Si concluderà domenica, la prima edizione di Only Wine Festival, la cui prima edizione è stata inaugurata venerdì a Città di Castello. Sabato è stata la giornata della Georgia, a cui, la mattina, è stato dedicato uno specifico incontro per la stampa di settore intervenuta alla manifestazione. A condurlo l’antropologo ed esperto di vini georgiani Sergio Grasso e l’enologa e giornalista Nicoletta Dicova, alla presenza di alcuni produttori georgiani presenti. In serata invece la Scuola Bufalini ha ospitato la cena tipica georgiana preparata da Shalva Mindorashvili, il giovane chef arrivato appositamente da Tbilisi, che già da alcuni giorni ha registrato il tutto esaurito. E sempre alla Georgia è dedicata l’ultima degustazione guidata, domenica sera alle 19.30, un viaggio per il pubblico tra vini complessi e particolari.

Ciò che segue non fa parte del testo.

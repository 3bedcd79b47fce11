use serde::{Deserialize, Serialize};
use url::Url;

const VIDEO_HOSTS: [&str; 4] = [
    "youtube.com",
    "m.youtube.com",
    "music.youtube.com",
    "youtu.be",
];
const SHORT_LINK_HOST: &str = "youtu.be";
const ID_PATH_PREFIXES: [&str; 3] = ["/shorts/", "/live/", "/embed/"];

#[derive(Debug, Clone, Copy, PartialEq, Eq)]
pub enum LinkClass {
    Publishable,
    Other,
}

/// Kind of a stored resource. Only publishable links carry an external id,
/// and even then only when the link points at a single video.
#[derive(Debug, Clone, PartialEq, Eq, Serialize, Deserialize)]
#[serde(tag = "kind", rename_all = "snake_case")]
pub enum ResourceKind {
    Publishable {
        #[serde(default, skip_serializing_if = "Option::is_none")]
        external_id: Option<String>,
    },
    Other,
}

impl ResourceKind {
    pub fn external_id(&self) -> Option<&str> {
        match self {
            ResourceKind::Publishable { external_id } => external_id.as_deref(),
            ResourceKind::Other => None,
        }
    }

    pub fn is_publishable(&self) -> bool {
        matches!(self, ResourceKind::Publishable { .. })
    }
}

fn normalized_host(url: &Url) -> Option<String> {
    let host = url.host_str()?.to_ascii_lowercase();
    Some(match host.strip_prefix("www.") {
        Some(stripped) => stripped.to_string(),
        None => host,
    })
}

fn non_empty(segment: &str) -> Option<String> {
    if segment.is_empty() {
        None
    } else {
        Some(segment.to_string())
    }
}

pub fn classify(reference: &str) -> LinkClass {
    let Ok(url) = Url::parse(reference) else {
        return LinkClass::Other;
    };
    match normalized_host(&url) {
        Some(host) if VIDEO_HOSTS.contains(&host.as_str()) => LinkClass::Publishable,
        _ => LinkClass::Other,
    }
}

/// Video id for a publishable reference; `None` for channel, playlist and
/// other non-video pages.
pub fn derive_external_id(reference: &str) -> Option<String> {
    let url = Url::parse(reference).ok()?;
    let host = normalized_host(&url)?;
    if !VIDEO_HOSTS.contains(&host.as_str()) {
        return None;
    }

    let path = url.path();
    if host == SHORT_LINK_HOST {
        return non_empty(path.trim_start_matches('/').split('/').next()?);
    }

    if path == "/watch" {
        return url
            .query_pairs()
            .find(|(key, _)| key == "v")
            .and_then(|(_, value)| non_empty(&value));
    }

    for prefix in ID_PATH_PREFIXES {
        if let Some(rest) = path.strip_prefix(prefix) {
            return non_empty(rest.split('/').next()?);
        }
    }

    None
}

pub fn resource_kind(reference: &str) -> ResourceKind {
    match classify(reference) {
        LinkClass::Publishable => ResourceKind::Publishable {
            external_id: derive_external_id(reference),
        },
        LinkClass::Other => ResourceKind::Other,
    }
}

Il programma Sempre in tema di degustazioni, per l’intera giornata di domenica il programma prevede quelle dedicate al Verdicchio di Matelica e di Jesi, un confronto tra due dei più importanti vini marchigiani, in versione classica, Riserva e spumante (alle 11.30) e al Franciacorta: un territorio, un vino, di cui la Lombardia va orgogliosa (ore 17.30). Quando si parla di vini prodotti da giovani produttori e piccole cantine, spesso si parla allo stesso tempo di vini di qualità a prezzi accessibili. Un settore al quale il festival ha dedicato attenzione con la presentazione di «Grandi vini a prezzo low cost: guida anticrisi alle migliori etichette italiane, un libro di Luciano Piagnataro edito da Bur Rizzoli e presentato dal giornalista e sommelier Fabio Panci ed dal brand manager Pomaio Marco Rossi.

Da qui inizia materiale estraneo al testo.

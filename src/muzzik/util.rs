use anyhow::Result;
use std::time::{SystemTime, UNIX_EPOCH};

/// Return the current Unix epoch in seconds.
pub fn now_epoch_secs() -> Result<u64> {
    Ok(SystemTime::now().duration_since(UNIX_EPOCH)?.as_secs())
}

/// Truncate `input` to at most `max_chars` Unicode characters, stripping
/// control characters and appending `…` when truncated.
pub fn truncate_with_ellipsis(input: &str, max_chars: usize) -> String {
    let clean: String = input.chars().filter(|c| !c.is_control()).collect();
    if clean.chars().count() > max_chars {
        let mut s: String = clean.chars().take(max_chars).collect();
        s.push('…');
        s
    } else {
        clean
    }
}

#[cfg(test)]
mod tests {
    use super::truncate_with_ellipsis;

    #[test]
    fn truncate_keeps_short_input() {
        assert_eq!(truncate_with_ellipsis("videoNotFound", 40), "videoNotFound");
    }

    #[test]
    fn truncate_strips_control_chars_and_marks_cut() {
        assert_eq!(truncate_with_ellipsis("ab\ncdef", 3), "abc…");
    }
}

Degustazioni I banchi d’assaggio delle oltre 150 cantine presenti, dislocati tra Palazzo Vitelli, Palazzo Bufalini, Palazzo del Popolo e Chiostro di San Domenico, saranno aperti domenica dalle 10 alle 22 e con 10 euro si potranno gustare cinque vini diversi. Per le cene Rest-O Wine Menù e le degustazioni guidate (entrambe a pagamento) basta prenotarsi sul sito della manifestazione.